"Le mie idee, uno schermo e una tastiera sono per me come i capelli di Sansone. Privatemene e diventerò indifeso".

Se Giulia Innocenzi si lamenta della repressione sessuale islamica in ritardo.

, by Lorenzo Zuppini

La notizia questa volta non riguarda un rapper che si lamenta d'esser vittima di una congiura nazionale. No, la notizia oggi riguarda le molestie che una Giulia Innocenzi sbigottita e supefatta ha subito in Iran, durante un viaggio con una sua amica.
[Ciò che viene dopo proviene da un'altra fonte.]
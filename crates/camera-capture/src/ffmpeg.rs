//! RTSP/webcam decoding through an ffmpeg child process
//!
//! ffmpeg decodes the stream and writes raw RGB24 frames of a fixed size to
//! stdout; the grabber reads exactly one frame worth of bytes per call.

use crate::frame::VideoFrame;
use crate::reader::FrameGrabber;
use crate::{CameraConfig, CameraError};
use std::io::{ErrorKind, Read};
use std::process::{Child, ChildStdout, Command, Stdio};
use std::time::Instant;
use tracing::{debug, warn};

/// Frame grabber backed by `ffmpeg -f rawvideo -pix_fmt rgb24`
pub struct FfmpegGrabber {
    config: CameraConfig,
    binary: String,
    child: Option<Child>,
    stdout: Option<ChildStdout>,
    started: Instant,
    sequence: u64,
}

impl FfmpegGrabber {
    pub fn new(config: CameraConfig) -> Self {
        Self::with_binary(config, "ffmpeg")
    }

    /// Use a specific ffmpeg executable
    pub fn with_binary(config: CameraConfig, binary: impl Into<String>) -> Self {
        Self {
            config,
            binary: binary.into(),
            child: None,
            stdout: None,
            started: Instant::now(),
            sequence: 0,
        }
    }

    /// ffmpeg arguments for decoding this camera
    pub fn args(&self) -> Vec<String> {
        let mut args: Vec<String> = vec!["-loglevel".into(), "error".into()];
        if self.config.url.starts_with("rtsp://") {
            args.extend(["-rtsp_transport".into(), "tcp".into()]);
        }
        if self.config.is_network() && self.config.read_timeout_ms > 0 {
            // A stalled stream makes ffmpeg exit, so the reader reconnects
            // instead of blocking on a frame that never arrives
            args.extend([
                "-rw_timeout".into(),
                (self.config.read_timeout_ms * 1_000).to_string(),
            ]);
        }
        args.extend([
            "-i".into(),
            self.config.url.clone(),
            "-an".into(),
            "-vf".into(),
            format!("scale={}:{}", self.config.width, self.config.height),
            "-f".into(),
            "rawvideo".into(),
            "-pix_fmt".into(),
            "rgb24".into(),
            "-".into(),
        ]);
        args
    }
}

impl FrameGrabber for FfmpegGrabber {
    fn open(&mut self) -> Result<(), CameraError> {
        self.close();

        let mut child = Command::new(&self.binary)
            .args(self.args())
            .stdin(Stdio::null())
            .stdout(Stdio::piped())
            .stderr(Stdio::null())
            .spawn()
            .map_err(|e| CameraError::Open(format!("{}: {}", self.config.url, e)))?;

        let stdout = child
            .stdout
            .take()
            .ok_or_else(|| CameraError::Open("ffmpeg stdout not captured".into()))?;

        debug!("Spawned ffmpeg (pid {}) for {}", child.id(), self.config.url);
        self.child = Some(child);
        self.stdout = Some(stdout);
        Ok(())
    }

    fn grab(&mut self) -> Result<Option<VideoFrame>, CameraError> {
        let stdout = self.stdout.as_mut().ok_or(CameraError::NotOpened)?;

        let mut data = vec![0u8; self.config.frame_len()];
        match stdout.read_exact(&mut data) {
            Ok(()) => {}
            Err(e) if e.kind() == ErrorKind::UnexpectedEof => return Ok(None),
            Err(e) => return Err(e.into()),
        }

        self.sequence += 1;
        Ok(Some(VideoFrame::new(
            data,
            self.config.width,
            self.config.height,
            self.started.elapsed().as_nanos() as u64,
            self.sequence,
        )))
    }

    fn close(&mut self) {
        self.stdout = None;
        if let Some(mut child) = self.child.take() {
            if let Err(e) = child.kill() {
                // Already exited
                debug!("ffmpeg kill: {}", e);
            }
            if let Err(e) = child.wait() {
                warn!("Failed to reap ffmpeg for {}: {}", self.config.url, e);
            }
        }
    }
}

impl Drop for FfmpegGrabber {
    fn drop(&mut self) {
        self.close();
    }
}

#[cfg(test)]
mod tests {
    use super::*;

    #[test]
    fn test_rtsp_args_force_tcp() {
        let grabber = FfmpegGrabber::new(CameraConfig {
            url: "rtsp://10.0.0.2/ch1".into(),
            width: 640,
            height: 360,
            ..Default::default()
        });
        let args = grabber.args();
        assert!(args.windows(2).any(|w| w[0] == "-rtsp_transport" && w[1] == "tcp"));
        assert!(args.windows(2).any(|w| w[0] == "-rw_timeout" && w[1] == "5000000"));
        let input = args.iter().position(|a| a == "-i").unwrap();
        let timeout = args.iter().position(|a| a == "-rw_timeout").unwrap();
        assert!(timeout < input);
        assert!(args.contains(&"scale=640:360".to_string()));
        assert_eq!(args.last().map(String::as_str), Some("-"));
    }

    #[test]
    fn test_device_args_skip_rtsp_flags() {
        let grabber = FfmpegGrabber::new(CameraConfig::default());
        assert!(!grabber.args().iter().any(|a| a == "-rtsp_transport"));
        assert!(!grabber.args().iter().any(|a| a == "-rw_timeout"));
    }

    #[test]
    fn test_grab_before_open_fails() {
        let mut grabber = FfmpegGrabber::new(CameraConfig::default());
        assert!(matches!(grabber.grab(), Err(CameraError::NotOpened)));
    }

    #[test]
    fn test_missing_binary_is_open_error() {
        let mut grabber =
            FfmpegGrabber::with_binary(CameraConfig::default(), "/nonexistent/ffmpeg-binary");
        assert!(matches!(grabber.open(), Err(CameraError::Open(_))));
    }
}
Ve lo dico chiaro e tondo: me ne sbatto altamente delle due palpate che i barbuti iraniani hanno dato al fondo schiena della nostra eroina. Confessandomi del tutto, a volte è capitato pure al sottoscritto di toccare (o almeno provarci) il sedere di qualche donzella. E' un approccio diretto e sbrigativo che chiaramente può urtare la sensibilità del proprietario di quel sedere. Quindi non capisco dove sia la notiziona, poiché basta girare per qualche discoteca nostrana per vedere i soliti comportamente dei ragazzi nei confronti del gentil sesso presente. Ma se leggiamo il post che la Innocenzi ha pubblicato sul suo profilo Facebook si capisce che non ne fa una questione personale, perché parla addirittura di "repressione sessuale", quindi di un problema che riguarda tutte le donne presenti in Iran, e per estesione in Medio Oriente. Ma a questo punto mi sorge spontanea una domanda: Giulia Innocenzi è nata soltanto ieri o fino ad oggi ha avuto gli occhi foderati di prosciutto? Di questo problema (ma "problema" è un termine riduttivo) si parla da anni e anni, persone, uomini e donne si sono presi la briga di denunciarlo ed accettare le conseguenze della loro presa di posizione contro corrente, dalla scorta che ti segue ovunque al processo per "islamofobia". Magdi Allam gira con la scorta, per esempio, e la sua libertà è mutilata. Daniela Santanchè, nel 2009, venne menata da un barbuto figlio di Allah mentre manifestava contro l'obbligo del burqa per le donne musulmane, e il tutto accadde a Milano, non a Teheran. Si è perso ormai il conto delle donne musulmane residenti in Italia che subiscono violenze dal padre perché, chessò, magari si frequentano con un coetaneo italiano. E via così di seguito, sorvolando sul fatto che ad una moltitudine di donne musulmane in Italia vengono negati dei diritti talmente scontati per noi che neanche ci facciamo più caso. Talmente scontati che le eroine popolari come la Innocenzi non ne parlano nei loro talk-show, dando talvolta la precedenza a quel rapper che si sente al centro del mondo e che gira in tv dicendo che la cannabis non fa male.
Nel suo post liberatorio su Facebook, la "santorina" ha detto che è stata una liberazione togliersi il velo sull'aereo. E Non stento a crederci.
Sapesse quanta gente vorrebbe liberarsi allo stesso modo dalle sue cazzate!